**TASK REQUIREMENTS**. Here the whole listing must be retyped exactly, with no line omitted.

**TASK INPUTS**.
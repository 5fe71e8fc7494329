//! Block-level execution and validation.

use std::rc::Rc;

use primitive_types::{H160, U256};
use steadvm::{
    BlockError, BlockParams, HeaderParams, HomesteadPatch, LogsBloom, MemoryDatabase, OmmerParams,
    SeqBlockVM, StateManager, TransactionAction, ValidTransaction,
};

fn block_reward() -> U256 {
    U256::from(5_000_000_000_000_000_000u64)
}

fn state() -> StateManager<MemoryDatabase> {
    StateManager::with_empty(MemoryDatabase::default()).unwrap()
}

fn miner() -> H160 {
    H160::repeat_byte(0xcc)
}

fn block(gas_limit: u64) -> BlockParams {
    BlockParams {
        header: HeaderParams {
            beneficiary: miner(),
            timestamp: 1_500_000_000,
            number: U256::from(1_150_010u64),
            difficulty: U256::from(0x0200_0000u64),
            gas_limit: U256::from(gas_limit),
            block_hashes: Vec::new(),
        },
        ..Default::default()
    }
}

fn transfer(sender: H160, recipient: H160, value: u64, nonce: u64) -> ValidTransaction {
    ValidTransaction {
        caller: sender,
        gas_price: U256::one(),
        gas_limit: U256::from(21_000u64),
        action: TransactionAction::Call(recipient),
        value: U256::from(value),
        input: Rc::new(Vec::new()),
        nonce,
    }
}

#[test]
fn generates_receipts_and_pays_rewards() {
    let sender = H160::repeat_byte(0x01);
    let recipient = H160::repeat_byte(0x02);

    let mut handle = state();
    handle
        .add_balance(sender, U256::from(10_000_000u64))
        .unwrap();
    handle.flush().unwrap();

    let transactions = vec![
        transfer(sender, recipient, 100, 0),
        transfer(sender, recipient, 200, 1),
    ];

    let vm = SeqBlockVM::<HomesteadPatch>::new();
    let outcome = vm
        .fire(&mut handle, &block(8_000_000), &transactions, true)
        .unwrap();

    assert_eq!(outcome.receipts.len(), 2);
    assert_eq!(outcome.gas_used, U256::from(42_000u64));
    assert_eq!(outcome.receipts[0].gas_used, U256::from(21_000u64));
    assert_eq!(outcome.receipts[1].gas_used, U256::from(42_000u64));
    // Plain transfers emit nothing.
    assert!(outcome.logs_bloom.is_zero());
    assert_eq!(outcome.state_root, handle.root());

    assert_eq!(
        handle.get_balance(recipient).unwrap(),
        U256::from(300u64)
    );
    // Fees plus the block reward.
    assert_eq!(
        handle.get_balance(miner()).unwrap(),
        U256::from(42_000u64) + block_reward()
    );
}

#[test]
fn pays_ommer_and_nibling_rewards() {
    let ommer_beneficiary = H160::repeat_byte(0x0e);

    let mut handle = state();
    let mut params = block(8_000_000);
    params.ommers.push(OmmerParams {
        beneficiary: ommer_beneficiary,
        number: params.header.number - U256::from(2u64),
    });

    let vm = SeqBlockVM::<HomesteadPatch>::new();
    vm.fire(&mut handle, &params, &[], true).unwrap();

    // Miner: base reward plus one nibling share.
    assert_eq!(
        handle.get_balance(miner()).unwrap(),
        block_reward() + block_reward() / U256::from(32u64)
    );
    // Ommer at distance two: 6/8 of the base reward.
    assert_eq!(
        handle.get_balance(ommer_beneficiary).unwrap(),
        block_reward() * U256::from(6u64) / U256::from(8u64)
    );
}

#[test]
fn transaction_over_block_gas_limit_rejected() {
    let sender = H160::repeat_byte(0x01);
    let mut handle = state();
    handle
        .add_balance(sender, U256::from(10_000_000u64))
        .unwrap();

    let transactions = vec![transfer(sender, H160::repeat_byte(0x02), 1, 0)];
    let vm = SeqBlockVM::<HomesteadPatch>::new();
    let err = vm
        .fire(&mut handle, &block(20_000), &transactions, false)
        .unwrap_err();
    assert_eq!(err, BlockError::TxGasLimitExceedsBlock);
    assert_eq!(format!("{}", err), "tx has a higher gas limit than the block");
}

#[test]
fn validation_checks_claimed_header_values() {
    let sender = H160::repeat_byte(0x01);

    let mut seed = state();
    seed.add_balance(sender, U256::from(10_000_000u64)).unwrap();
    let root = seed.flush().unwrap();
    let database = |handle: &StateManager<MemoryDatabase>| handle.database().clone();

    // First generate the truth, then validate against it.
    let transactions = vec![transfer(sender, H160::repeat_byte(0x02), 100, 0)];
    let vm = SeqBlockVM::<HomesteadPatch>::new();
    let outcome = vm
        .fire(&mut seed, &block(8_000_000), &transactions, true)
        .unwrap();

    let mut replay = StateManager::new(database(&seed), root).unwrap();
    let mut params = block(8_000_000);
    params.state_root = outcome.state_root;
    params.receipts_root = outcome.receipts_root;
    params.logs_bloom = outcome.logs_bloom;
    params.gas_used = outcome.gas_used;
    vm.fire(&mut replay, &params, &transactions, false).unwrap();

    // A wrong gas-used claim is rejected.
    let mut replay = StateManager::new(database(&seed), root).unwrap();
    params.gas_used = U256::from(1u64);
    let err = vm
        .fire(&mut replay, &params, &transactions, false)
        .unwrap_err();
    assert_eq!(err, BlockError::InvalidGasUsed);
    assert_eq!(format!("{}", err), "invalid gasUsed");

    // A wrong state-root claim is rejected.
    let mut replay = StateManager::new(database(&seed), root).unwrap();
    params.gas_used = outcome.gas_used;
    params.state_root = Default::default();
    let err = vm
        .fire(&mut replay, &params, &transactions, false)
        .unwrap_err();
    assert_eq!(err, BlockError::InvalidStateRoot);
}

#[test]
fn per_transaction_hooks_observe_execution() {
    use std::cell::RefCell;
    use std::rc::Rc as StdRc;

    let sender = H160::repeat_byte(0x01);
    let mut handle = state();
    handle
        .add_balance(sender, U256::from(10_000_000u64))
        .unwrap();

    let seen: StdRc<RefCell<Vec<usize>>> = StdRc::new(RefCell::new(Vec::new()));
    let seen_in_hook = seen.clone();

    let mut vm = SeqBlockVM::<HomesteadPatch>::new();
    vm.on_before_transaction(move |index, _| {
        seen_in_hook.borrow_mut().push(index);
    });

    let transactions = vec![
        transfer(sender, H160::repeat_byte(0x02), 1, 0),
        transfer(sender, H160::repeat_byte(0x02), 1, 1),
    ];
    vm.fire(&mut handle, &block(8_000_000), &transactions, true)
        .unwrap();

    assert_eq!(*seen.borrow(), vec![0, 1]);
}

#[test]
fn empty_bloom_matches_default() {
    assert!(LogsBloom::default().is_zero());
}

**YOUR SOLUTION**.
repository 5fe71e8fc7494329
//! Block-level execution and validation.

use std::rc::Rc;

use primitive_types::{H160, U256};
use steadvm::{
    BlockError, BlockParams, HeaderParams, HomesteadPatch, LogsBloom, MemoryDatabase, OmmerParams,
    SeqBlockVM, StateManager, TransactionAction, ValidTransaction,
};

fn block_reward() -> U256 {
    U256::from(5_000_000_000_000_000_000u64)
}

fn state() -> StateManager<MemoryDatabase> {
    StateManager::with_empty(MemoryDatabase::default()).unwrap()
}

fn miner() -> H160 {
    H160::repeat_byte(0xcc)
}

fn block(gas_limit: u64) -> BlockParams {
    BlockParams {
        header: HeaderParams {
            beneficiary: miner(),
            timestamp: 1_500_000_000,
            number: U256::from(1_150_010u64),
            difficulty: U256::from(0x0200_0000u64),
            gas_limit: U256::from(gas_limit),
            block_hashes: Vec::new(),
        },
        ..Default::default()
    }
}

fn transfer(sender: H160, recipient: H160, value: u64, nonce: u64) -> ValidTransaction {
    ValidTransaction {
        caller: sender,
        gas_price: U256::one(),
        gas_limit: U256::from(21_000u64),
        action: TransactionAction::Call(recipient),
        value: U256::from(value),
        input: Rc::new(Vec::new()),
        nonce,
    }
}

#[test]
fn generates_receipts_and_pays_rewards() {
    let sender = H160::repeat_byte(0x01);
    let recipient = H160::repeat_byte(0x02);

    let mut handle = state();
    handle
        .add_balance(sender, U256::from(10_000_000u64))
        .unwrap();
    handle.flush().unwrap();

    let transactions = vec![
        transfer(sender, recipient, 100, 0),
        transfer(sender, recipient, 200, 1),
    ];

    let vm = SeqBlockVM::<HomesteadPatch>::new();
    let outcome = vm
        .fire(&mut handle, &block(8_000_000), &transactions, true)
        .unwrap();

    assert_eq!(outcome.receipts.len(), 2);
    assert_eq!(outcome.gas_used, U256::from(42_000u64));
    assert_eq!(outcome.receipts[0].gas_used, U256::from(21_000u64));
    assert_eq!(outcome.receipts[1].gas_used, U256::from(42_000u64));
    // Plain transfers emit nothing.
    assert!(outcome.logs_bloom.is_zero());
    assert_eq!(outcome.state_root, handle.root());

    assert_eq!(
        handle.get_balance(recipient).unwrap(),
        U256::from(300u64)
    );
    // Fees plus the block reward.
    assert_eq!(
        handle.get_balance(miner()).unwrap(),
        U256::from(42_000u64) + block_reward()
    );
}

#[test]
fn pays_ommer_and_nibling_rewards() {
    let ommer_beneficiary = H160::repeat_byte(0x0e);

    let mut handle = state();
    let mut params = block(8_000_000);
    params.ommers.push(OmmerParams {
        beneficiary: ommer_beneficiary,
        number: params.header.number - U256::from(2u64),
    });

    let vm = SeqBlockVM::<HomesteadPatch>::new();
    vm.fire(&mut handle, &params, &[], true).unwrap();

    // Miner: base reward plus one nibling share.
    assert_eq!(
        handle.get_balance(miner()).unwrap(),
        block_reward() + block_reward() / U256::from(32u64)
    );
    // Ommer at distance two: 6/8 of the base reward.
    assert_eq!(
        handle.get_balance(ommer_beneficiary).unwrap(),
        block_reward() * U256::from(6u64) / U256::from(8u64)
    );
}

#[test]
fn transaction_over_block_gas_limit_rejected() {
    let sender = H160::repeat_byte(0x01);
    let mut handle = state();
    handle
        .add_balance(sender, U256::from(10_000_000u64))
        .unwrap();

    let transactions = vec![transfer(sender, H160::repeat_byte(0x02), 1, 0)];
    let vm = SeqBlockVM::<HomesteadPatch>::new();
    let err = vm
        .fire(&mut handle, &block(20_000), &transactions, false)
        .unwrap_err();
    assert_eq!(err, BlockError::TxGasLimitExceedsBlock);
    assert_eq!(format!("{}", err), "tx has a higher gas limit than the block");
}

#[test]
fn validation_checks_claimed_header_values() {
    let sender = H160::repeat_byte(0x01);

    let mut seed = state();
    seed.add_balance(sender, U256::from(10_000_000u64)).unwrap();
    let root = seed.flush().unwrap();
    let database = |handle: &StateManager<MemoryDatabase>| handle.database().clone();

    // First generate the truth, then validate against it.
    let transactions = vec![transfer(sender, H160::repeat_byte(0x02), 100, 0)];
    let vm = SeqBlockVM::<HomesteadPatch>::new();
    let outcome = vm
        .fire(&mut seed, &block(8_000_000), &transactions, true)
        .unwrap();

    let mut replay = StateManager::new(database(&seed), root).unwrap();
    let mut params = block(8_000_000);
    params.state_root = outcome.state_root;
    params.receipts_root = outcome.receipts_root;
    params.logs_bloom = outcome.logs_bloom;
    params.gas_used = outcome.gas_used;
    vm.fire(&mut replay, &params, &transactions, false).unwrap();

    // A wrong gas-used claim is rejected.
    let mut replay = StateManager::new(database(&seed), root).unwrap();
    params.gas_used = U256::from(1u64);
    let err = vm
        .fire(&mut replay, &params, &transactions, false)
        .unwrap_err();
    assert_eq!(err, BlockError::InvalidGasUsed);
    assert_eq!(format!("{}", err), "invalid gasUsed");

    // A wrong state-root claim is rejected.
    let mut replay = StateManager::new(database(&seed), root).unwrap();
    params.gas_used = outcome.gas_used;
    params.state_root = Default::default();
    let err = vm
        .fire(&mut replay, &params, &transactions, false)
        .unwrap_err();
    assert_eq!(err, BlockError::InvalidStateRoot);
}

#[test]
fn per_transaction_hooks_observe_execution() {
    use std::cell::RefCell;
    use std::rc::Rc as StdRc;

    let sender = H160::repeat_byte(0x01);
    let mut handle = state();
    handle
        .add_balance(sender, U256::from(10_000_000u64))
        .unwrap();

    let seen: StdRc<RefCell<Vec<usize>>> = StdRc::new(RefCell::new(Vec::new()));
    let seen_in_hook = seen.clone();

    let mut vm = SeqBlockVM::<HomesteadPatch>::new();
    vm.on_before_transaction(move |index, _| {
        seen_in_hook.borrow_mut().push(index);
    });

    let transactions = vec![
        transfer(sender, H160::repeat_byte(0x02), 1, 0),
        transfer(sender, H160::repeat_byte(0x02), 1, 1),
    ];
    vm.fire(&mut handle, &block(8_000_000), &transactions, true)
        .unwrap();

    assert_eq!(*seen.borrow(), vec![0, 1]);
}

#[test]
fn empty_bloom_matches_default() {
    assert!(LogsBloom::default().is_zero());
}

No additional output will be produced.